Добавить в цитаты Настройки чтения

Страница 1 из 16



Петр Николаевич Краснов

Белая свитка

Белая свитка

Часть первая

Отцы

День в санатории доктора Грюнделя начинался рано: в шесть часов утра. Ровно в шесть, внизу, в чистых подвальных комнатах, окружавших просторную кухню, выложенных по стенам кафельными пестрыми плитками и с кафельным же, рубчатым в клетку полом кремового цвета, трепетно и нудно звонил тонким серебряным звоном будильник.

Золотистоволосые, крепкие, здоровые горничные просыпались молчаливо, — доктор Грюндель требовал в санатории полную тишину, — они, одевшись в модные, короткие платья до колен, надевали белые, в плойку чепцы и передники и спешили на кухню. Полные икры в черных чулках подрагивали, и мягко шевелились мускулы голых рук под розовой, бархатистой кожей. Здоровье и радость точно шли вместе с ними.

В четверть седьмого по асфальтовой дорожке, влажной от росы, к кухонному крыльцу, оставляя змеиный след, подкатывал на велосипеде булочник с большою корзиною маленьких булочек и румяных хрустящих «хернхен»-подковок. На кухню, звеня ключами на поясе, спускалась фрейлейн Шален, старая барышня, экономка, и крепкой суровой ниткой резала на кухонном столе блестящее, покрытое водяными слезами сливочное масло, приготовляя аккуратные, ровные порции для гостей санатория.

Горничные: Марихен, высокая, румяная и красивая, Софихен с приветливыми, милыми, влекущими глазами, малютка Анна и коротышка Лизхен составляли на длинном столе деревянные подносы с чашками, тарелками, кофейниками, сливочниками, сахарницами и раскладывали булочки, масло и варенье по номерам, — куда одну, куда две порции.

На газовой плите мерно и ровно, с легким гулом, горели прозрачно огни, и кухня наполнялась запахом кофе и поджариваемых в масле сухарей.

Фрейлейн Шален посматривала на черную доску с номерами. В дверях, просительно поглядывая на фрейлейн, вертелся соседний черный такс. Он вилял длинным, прямым и тонким хвостом. Пускать собак на землю санатория было строго запрещено старым доктором Грюнделем. «Боже упаси: собаки — зараза». Фрейлейн Шален, горничные и сам такс отлично это знали. Но доктор просыпается в семь часов, а прием от восьми. В утренние часы, когда в верхних этажах царил еще сон, такс был дорогим гостем на кухне.

В половине седьмого, — подносы еще не были готовы и кофе не кипел, — раздался долгий, настойчивый звонок и выпрыгнула цифра.

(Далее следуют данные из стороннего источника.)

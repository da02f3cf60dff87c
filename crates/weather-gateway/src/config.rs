//! Environment-variable configuration, loaded once at startup.
//!
//! A missing `WEATHERSTACK_API_KEY` or an unparsable numeric variable is a
//! misconfiguration the process cannot recover from; [`GatewayConfig::load`]
//! prints a diagnostic to stderr and exits with status 1 rather than
//! starting in a half-configured state.

use std::time::Duration;

pub struct GatewayConfig {
    pub weatherstack_api_key: String,
    pub weatherstack_base_url: String,

    pub cache_ttl_seconds: u64,
    pub stale_cache_max_age_seconds: u64,
    pub max_cache_entries: usize,

    pub rate_limit_per_minute: u32,

    pub retry_max_attempts: u32,
    pub retry_backoff_base_seconds: f64,

    pub circuit_breaker_failure_threshold: u32,
    pub circuit_breaker_recovery_timeout_seconds: f64,
    pub circuit_breaker_failure_rate_threshold: f64,

    pub http_connect_timeout: Duration,
    pub http_read_timeout: Duration,
    pub http_total_timeout: Duration,

    pub log_level: String,
    pub bind_host: String,
    pub bind_port: u16,
}

impl GatewayConfig {
    /// Loads configuration from the environment, exiting the process with
    /// a diagnostic on any missing required variable or invalid value.
    pub fn load() -> Self {
        match Self::from_env() {
            Ok(config) => config,
            Err(message) => {
                eprintln!("{}", "=".repeat(60));
                eprintln!("ERROR: Configuration validation failed!");
                eprintln!("{}", "=".repeat(60));
                eprintln!("\n{message}");
                eprintln!("\nTo fix this:");
                eprintln!("1. Set environment variable: export WEATHERSTACK_API_KEY=your_api_key");
                eprintln!("2. Or pass it to Docker: docker run -e WEATHERSTACK_API_KEY=your_api_key ...");
                eprintln!("\nGet your free API key at: https://weatherstack.com/signup/free");
                eprintln!("{}", "=".repeat(60));
                std::process::exit(1);
            }
        }
    }

    fn from_env() -> Result<Self, String> {
        let weatherstack_api_key = require_env("WEATHERSTACK_API_KEY")?;

        Ok(Self {
            weatherstack_api_key,
            weatherstack_base_url: env_or("WEATHERSTACK_BASE_URL", "http://api.weatherstack.com"),

            cache_ttl_seconds: parse_env("CACHE_TTL_SECONDS", 300)?,
            stale_cache_max_age_seconds: parse_env("STALE_CACHE_MAX_AGE_SECONDS", 3600)?,
            max_cache_entries: parse_env("MAX_CACHE_ENTRIES", 1000)?,

            rate_limit_per_minute: parse_env("RATE_LIMIT_PER_MINUTE", 60)?,

            retry_max_attempts: parse_env("RETRY_MAX_ATTEMPTS", 3)?,
            retry_backoff_base_seconds: parse_env("RETRY_BACKOFF_BASE", 1.0)?,

            circuit_breaker_failure_threshold: parse_env("CIRCUIT_BREAKER_FAILURE_THRESHOLD", 5)?,
            circuit_breaker_recovery_timeout_seconds: parse_env(
                "CIRCUIT_BREAKER_RECOVERY_TIMEOUT",
                60.0,
            )?,
            circuit_breaker_failure_rate_threshold: parse_env(
                "CIRCUIT_BREAKER_FAILURE_RATE_THRESHOLD",
                0.5,
            )?,

            http_connect_timeout: Duration::from_secs_f64(parse_env("HTTP_CONNECT_TIMEOUT", 3.0)?),
            http_read_timeout: Duration::from_secs_f64(parse_env("HTTP_READ_TIMEOUT", 5.0)?),
            http_total_timeout: Duration::from_secs_f64(parse_env("HTTP_TOTAL_TIMEOUT", 8.0)?),

            log_level: env_or("LOG_LEVEL", "info"),
            bind_host: env_or("BIND_HOST", "0.0.0.0"),
            bind_port: parse_env("BIND_PORT", 8080)?,
        })
    }
}

fn require_env(key: &str) -> Result<String, String> {
    std::env::var(key).map_err(|_| format!("Missing required environment variable: {key}"))
}

fn env_or(key: &str, default: &str) -> String {
    std::env::var(key).unwrap_or_else(|_| default.to_string())
}

fn parse_env<T: std::str::FromStr>(key: &str, default: T) -> Result<T, String>
where
    T::Err: std::fmt::Display,
{
    match std::env::var(key) {
        Ok(raw) => raw
            .parse()
            .map_err(|e| format!("Invalid value for {key}={raw:?}: {e}")),
        Err(_) => Ok(default),
    }
}

#[cfg(test)]
mod tests {
    use super::*;

    #[test]
    fn parse_env_falls_back_to_default_when_unset() {
        std::env::remove_var("WEATHER_GATEWAY_TEST_UNSET_VAR");
        let value: u64 = parse_env("WEATHER_GATEWAY_TEST_UNSET_VAR", 42).unwrap();
        assert_eq!(value, 42);
    }

    #[test]
    fn parse_env_rejects_unparsable_values() {
        std::env::set_var("WEATHER_GATEWAY_TEST_BAD_NUMBER", "not-a-number");
        let result: Result<u64, String> = parse_env("WEATHER_GATEWAY_TEST_BAD_NUMBER", 1);
        assert!(result.is_err());
        std::env::remove_var("WEATHER_GATEWAY_TEST_BAD_NUMBER");
    }
}
//! Leaf round-trips at boundary values.

use trellis_json::Engine;
use trellis_reflect::info::Typed;
use trellis_reflect::registry::TypeRegistryArc;
use trellis_reflect::Reflect;

fn engine() -> Engine {
    Engine::new(TypeRegistryArc::default())
}

fn roundtrip<T>(engine: &Engine, value: T)
where
    T: Reflect + Typed + PartialEq + core::fmt::Debug,
{
    let text = engine.serialize(&value).unwrap();
    let back: T = engine.deserialize(&text).unwrap();
    assert_eq!(back, value, "round-trip through {text}");
}

#[test]
fn signed_integer_boundaries() {
    let engine = engine();
    roundtrip(&engine, i8::MIN);
    roundtrip(&engine, i8::MAX);
    roundtrip(&engine, i16::MIN);
    roundtrip(&engine, i16::MAX);
    roundtrip(&engine, i32::MIN);
    roundtrip(&engine, i32::MAX);
    roundtrip(&engine, i64::MIN);
    roundtrip(&engine, i64::MAX);
    roundtrip(&engine, 0i32);
    roundtrip(&engine, -1i64);
}

#[test]
fn unsigned_integer_boundaries() {
    let engine = engine();
    roundtrip(&engine, u8::MAX);
    roundtrip(&engine, u16::MAX);
    roundtrip(&engine, u32::MAX);
    roundtrip(&engine, u64::MAX);
    roundtrip(&engine, 0u64);
    roundtrip(&engine, usize::MAX);
}

#[test]
fn int128_boundaries() {
    let engine = engine();
    roundtrip(&engine, i128::MIN);
    roundtrip(&engine, i128::MAX);
    roundtrip(&engine, u128::MAX);
}

#[test]
fn floats() {
    let engine = engine();
    roundtrip(&engine, 0.0f64);
    roundtrip(&engine, 1.5f64);
    roundtrip(&engine, -2.25f32);
    roundtrip(&engine, f64::MAX);
    roundtrip(&engine, f64::MIN_POSITIVE);
}

#[test]
fn text_scalars() {
    let engine = engine();
    roundtrip(&engine, true);
    roundtrip(&engine, false);
    roundtrip(&engine, 'é');
    roundtrip(&engine, String::from("plain"));
    roundtrip(&engine, String::from("escapes \"and\"\nnewlines\t\u{1F600}"));
    roundtrip(&engine, String::new());
}

#[test]
fn external_scalars() {
    let engine = engine();
    roundtrip(&engine, jiff::Timestamp::UNIX_EPOCH);
    roundtrip(
        &engine,
        "2024-06-19T15:22:45Z".parse::<jiff::Timestamp>().unwrap(),
    );
    roundtrip(&engine, jiff::SignedDuration::from_secs(3900));
    roundtrip(
        &engine,
        "6d2fa32f-b8f6-4a44-96cc-2f1b52e4f349".parse::<uuid::Uuid>().unwrap(),
    );
    roundtrip(&engine, "12.34".parse::<rust_decimal::Decimal>().unwrap());
    roundtrip(&engine, "-0.001".parse::<rust_decimal::Decimal>().unwrap());
}

#[test]
fn numeric_width_is_enforced() {
    let engine = engine();
    // One past i32::MAX: fails at 32 bits, parses at 64.
    let text = (i64::from(i32::MAX) + 1).to_string();
    assert!(matches!(
        engine.deserialize::<i32>(&text),
        Err(trellis_json::DeserializeError::Leaf { .. })
    ));
    assert_eq!(
        engine.deserialize::<i64>(&text).unwrap(),
        i64::from(i32::MAX) + 1
    );
}

#[test]
fn fractional_part_never_becomes_integer() {
    let engine = engine();
    assert!(engine.deserialize::<i32>("1.5").is_err());
    assert_eq!(engine.deserialize::<i32>("2.0").unwrap(), 2);
}

#[test]
fn sink_and_source_overloads() {
    let engine = engine();
    let mut buffer = Vec::new();
    engine.serialize_to(&42u32, &mut buffer).unwrap();
    assert_eq!(buffer, b"42");
    let back: u32 = engine.deserialize_from(buffer.as_slice()).unwrap();
    assert_eq!(back, 42);
}

#[test]
fn trailing_content_fails() {
    let engine = engine();
    assert!(matches!(
        engine.deserialize::<u32>("1 2"),
        Err(trellis_json::DeserializeError::Trailing { .. })
    ));
}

Звонили госпожи Костриц, две толстые дамы, не могшие помириться с тем, что воды надо пить натощак, и начинавшие день ранним завтраком.

Красивая Марихен сидела у двери на корточках, выпятив полные, круглые ноги, и заставляла такса служить и просить лапками. Такс торопился схватить из ее розовых пальцев кусок поджаренного сухаря. Она ударяла его по мордочке. Софихен со страданием на добром веснушчатом лице смотрела на такса и на Марихен и жалобно говорила:

— Hauen ist verboten [1].

— Марихен, — сказала фрейлейн Шален, — одиннадцатый звонил. Несите фрыштык…

Марихен гибко выпрямилась на сильных ногах и стала наливать кофе в кофейник.

Зазвонил снова колокольчик. На черном глянцевом фоне выскочила белая цифра пять.

— Это русский, что приехал вчера… Софихен, не забудьте передать ему Anmeldungsblatt [2], — сказала фрейлейн Шален. — Впрочем, я сама ему принесу и покажу, что писать.

Софихен, бросив таксу кусок сахара и потрепав его за длинные шелковые уши, пошла за подносом.

— Господину генералу чай, — сказала фрейлейн Шален. — Господин доктор сказал: жидкий.

Софихен с подносом стала подниматься по лестнице. В санатории царила ничем не нарушаемая тишина. В большой приемной, куда выходили двери некоторых номеров и куда упирался высокий коридор, пол был сплошь застлан мягким коричневым толстым бобриком. В мутном свете, проникавшем через одно окно, заслоненное густыми кустами цветущей сирени, виднелся стол с вазою, где сладко пахли ландыши. Под ландышами были аккуратно разложены свежие газеты и иллюстрированные журналы. Оранжевая «Die Woche» с коричневыми буквами и пахнущая красками свежая «Illustrierte Zeitung» с изображением Гинденбурга в парадной форме на какой-то церемонии лежали наверху.

В приемной была утренняя прохладная сырость и, казалось, притаились по темным углам печальные думы ожидавших приема больных. За высокими белыми без портьер дверями чуть слышались ритмичные движения и точно всплески голого тела. Доктор Грюндель делал свою утреннюю гимнастику. В углу, у окна, за маленьким столиком с пишущей машинкой сидела худенькая стриженая девица с тонким горбатым носом, — секретарша доктора, фрейлейн Шпис.

Софихен, легко держа одною рукою широкий поднос, уставленный посудой, неслышно скользнула в коридор и постучала у двери с номером пятым.

— Войдите, — раздалось по-русски, и сейчас же хрипло добавили: — Herein.



Софихен нажала на ручку двери. Дверь была заперта. Раздались шаркающие шаги, щелкнул ключ, дверь открылась.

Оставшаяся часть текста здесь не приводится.